But you just defined a person with a lot of more experience covering the bigger part of the design and the junior covering the smaller part, because of less experience.
So literally that's "hiding" an actual distinction that it's already there.
I agree, every dev should be able to design systems. With software development becoming a highly desirable career due to money, this is just not true and possible anymore.
The world is full of productive developers that are not skilled enough to design systems.
Designing systems is also incredibly hard, I have rarely seen (in my very limited sample) more than a few devs able to do it in a company.
So we have a category of people who put a lot of effort in becoming good at something, but we don't recognize them because "everybody should know that too". I think that's not positive.
People who want to grow in the design skills are free to do it and resources should be available, but the reality is already that people at higher levels tell you what to do. Isn't that what you would expect, somebody with more experience driving you?
Hardly. As a dev, architects around me have no problem with me getting more insight into their work, and letting me do some things that are 'outside of my lane'. On the flip side, I can say that something is above my paygrade if I want to stay in my lane. Your ramifications statement is more of a reflection on particular company culture.
On the whole, lanes are created by companies to create a promotion flow so that people can always keep trying to climb the ladder. We see more flat organizations today, but as an organization grows to become huge, hierarchy is almost necessary.
<3 Totally! To someone else's point, it is important that when I get involved in an alternate "lane", that I do not create more work for everyone and there is net value being created.

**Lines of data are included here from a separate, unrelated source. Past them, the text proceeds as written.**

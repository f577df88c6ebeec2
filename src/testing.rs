//! Scripted collaborator doubles shared by the unit tests

use async_trait::async_trait;
use std::sync::atomic::{AtomicUsize, Ordering};
use std::sync::Mutex;
use std::time::Duration;

use crate::billing::RemoteEntitlement;
use crate::error::{EngineError, Result};
use crate::ports::{EntitlementDocumentStore, ReceiptValidator};

/// A remote source that returns whatever it was last told to.
/// Implements both remote ports so one type serves either side.
pub struct ScriptedSource {
    response: Mutex<Result<RemoteEntitlement>>,
    delay: Mutex<Option<Duration>>,
    calls: AtomicUsize,
}

impl ScriptedSource {
    pub fn failing() -> Self {
        Self {
            response: Mutex::new(Err(unavailable())),
            delay: Mutex::new(None),
            calls: AtomicUsize::new(0),
        }
    }

    pub fn responding(remote: RemoteEntitlement) -> Self {
        let source = Self::failing();
        source.respond(remote);
        source
    }

    pub fn respond(&self, remote: RemoteEntitlement) {
        *self.response.lock().unwrap() = Ok(remote);
    }

    pub fn fail(&self) {
        *self.response.lock().unwrap() = Err(unavailable());
    }

    /// Make every subsequent call sleep first
    pub fn delay(&self, by: Duration) {
        *self.delay.lock().unwrap() = Some(by);
    }

    pub fn calls(&self) -> usize {
        self.calls.load(Ordering::SeqCst)
    }

    async fn answer(&self) -> Result<RemoteEntitlement> {
        self.calls.fetch_add(1, Ordering::SeqCst);
        let delay = *self.delay.lock().unwrap();
        if let Some(delay) = delay {
            tokio::time::sleep(delay).await;
        }
        self.response.lock().unwrap().clone()
    }
}

fn unavailable() -> EngineError {
    EngineError::Remote {
        source_name: "scripted",
        message: "unavailable".to_string(),
    }
}

#[async_trait]
impl ReceiptValidator for ScriptedSource {
    async fn fetch_receipt_status(&self, _user_id: &str) -> Result<RemoteEntitlement> {
        self.answer().await
    }
}

#[async_trait]
impl EntitlementDocumentStore for ScriptedSource {
    async fn fetch_stored_entitlement(&self, _user_id: &str) -> Result<RemoteEntitlement> {
        self.answer().await
    }
}
//! Collaborator contracts
//!
//! The engine talks to the receipt service, the document store and local
//! preferences only through these traits. Every method is a suspension
//! point; nothing else in the engine awaits.

use async_trait::async_trait;
use chrono::{DateTime, Utc};

use crate::banners::BannerType;
use crate::billing::{CachedSnapshot, RemoteEntitlement, Resource, UsageRecord};
use crate::error::Result;

/// Status-authoritative receipt validation service
#[async_trait]
pub trait ReceiptValidator: Send + Sync {
    async fn fetch_receipt_status(&self, user_id: &str) -> Result<RemoteEntitlement>;
}

/// Remote document store holding the user's entitlement record and
/// historical flags
#[async_trait]
pub trait EntitlementDocumentStore: Send + Sync {
    async fn fetch_stored_entitlement(&self, user_id: &str) -> Result<RemoteEntitlement>;
}

/// Usage counters. `increment_usage` is called by the resource-consuming
/// collaborators, never by the engine.
#[async_trait]
pub trait UsageCounterStore: Send + Sync {
    async fn read_usage_counters(&self, user_id: &str) -> Result<UsageRecord>;

    async fn increment_usage(&self, user_id: &str, resource: Resource, amount: u64)
        -> Result<()>;

    /// Periodic reset of every counter
    async fn reset_usage(&self, user_id: &str) -> Result<()>;
}

/// One persisted row per banner type
#[async_trait]
pub trait DismissalStore: Send + Sync {
    async fn persist_dismissal(&self, banner: BannerType, at: DateTime<Utc>) -> Result<()>;

    async fn read_dismissal(&self, banner: BannerType) -> Result<Option<DateTime<Utc>>>;

    async fn clear_dismissal(&self, banner: BannerType) -> Result<()>;
}

/// Durable copy of the cached snapshot and its previous status
#[async_trait]
pub trait SnapshotStore: Send + Sync {
    async fn load_snapshot(&self, user_id: &str) -> Result<Option<CachedSnapshot>>;

    async fn save_snapshot(&self, user_id: &str, snapshot: &CachedSnapshot) -> Result<()>;

    async fn delete_snapshot(&self, user_id: &str) -> Result<()>;
}
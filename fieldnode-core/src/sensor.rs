//! Sensor module
//!
//! Owns the whole sample pipeline of one sensor: aggregator, record store,
//! calibration parameters and session, reporting scheduler and the two
//! export sessions served over HTTP.
//!
//! ```text
//! add_sample ─→ SampleAggregator ─┬─→ RecordStore ─┬─→ poll → Logger (Data CSV)
//!                                 │                ├─→ live export
//!                                 │                └─→ CSV export
//!                                 └─→ CalibrationController → CalibrationStore
//!                                     (while a session runs)
//! ```
//!
//! A module configured with zero channels is disabled at setup. It logs an
//! error once and every later call is a no-op returning
//! [`SensorError::ModuleDisabled`] or an empty result.

use core::fmt;

use crate::aggregator::SampleAggregator;
use crate::calibration::{
    CalibrationController, CalibrationOutcome, CalibrationParams, CalibrationSession, CalibrationStore,
    ChannelCalibration, StartOutcome,
};
use crate::config::SensorConfig;
use crate::errors::{SensorError, SensorResult};
use crate::logger::{Level, Logger};
use crate::record::{Channels, Record};
use crate::scheduler::ReportingScheduler;
use crate::serializer::{ExportMode, ExportSession};
use crate::store::RecordStore;
use crate::time::{is_before, Timestamp, Uptime};

/// Module name shown in listings
pub const DESCRIPTION: &str = "Sensor Module";

/// Base path of the module's web endpoints
pub const URI: &str = "/sensor";

/// Store fill level, displayed as `"12/100 (fixed)"`
#[derive(Debug, Clone, Copy, PartialEq, Eq)]
pub struct StoreStatus {
    /// Records held
    pub size: usize,
    /// Maximum records, or current allocation when adaptive
    pub capacity: usize,
    /// Whether the store grows on demand
    pub adaptive: bool,
}

impl fmt::Display for StoreStatus {
    fn fmt(&self, f: &mut fmt::Formatter<'_>) -> fmt::Result {
        let mode = if self.adaptive { "adaptive" } else { "fixed" };
        write!(f, "{}/{} ({})", self.size, self.capacity, mode)
    }
}

/// One row of the channel table
#[derive(Debug, Clone, Copy, PartialEq)]
pub struct ChannelDetail<'a> {
    /// Channel number (1-based)
    pub number: u16,
    /// Measured quantity
    pub kind: &'a str,
    /// Unit
    pub unit: &'a str,
    /// Current calibration
    pub calibration: ChannelCalibration,
}

#[derive(Debug)]
struct Pipeline {
    store: RecordStore<Record>,
    aggregator: SampleAggregator,
    calibration: CalibrationController,
    params: CalibrationParams,
    scheduler: ReportingScheduler,
    live: ExportSession,
    csv: ExportSession,
}

/// Sample pipeline of one sensor
#[derive(Debug)]
pub struct SensorModule {
    config: SensorConfig,
    pipeline: Option<Pipeline>,
}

I would argue you acknowledge the point when you say you know when to avoid stepping outside of your lane ("above my paygrade").
lanes are created for specialization but when you do that it's a clear indicator that if you're not specialized in that area you should be deferring to those who are.
You wouldn't want a devops person telling you how to organize the controllers in your application, and that devops person wouldn't want you telling them how to organize the management of the pipelines. That's not culture, that's necessity due to scale.
The point being made is that should be put off as long as possible because when you put it into place suddenly the communication becomes a lot harder and it's not obvious it's always a benefit until there's real pain from not doing so.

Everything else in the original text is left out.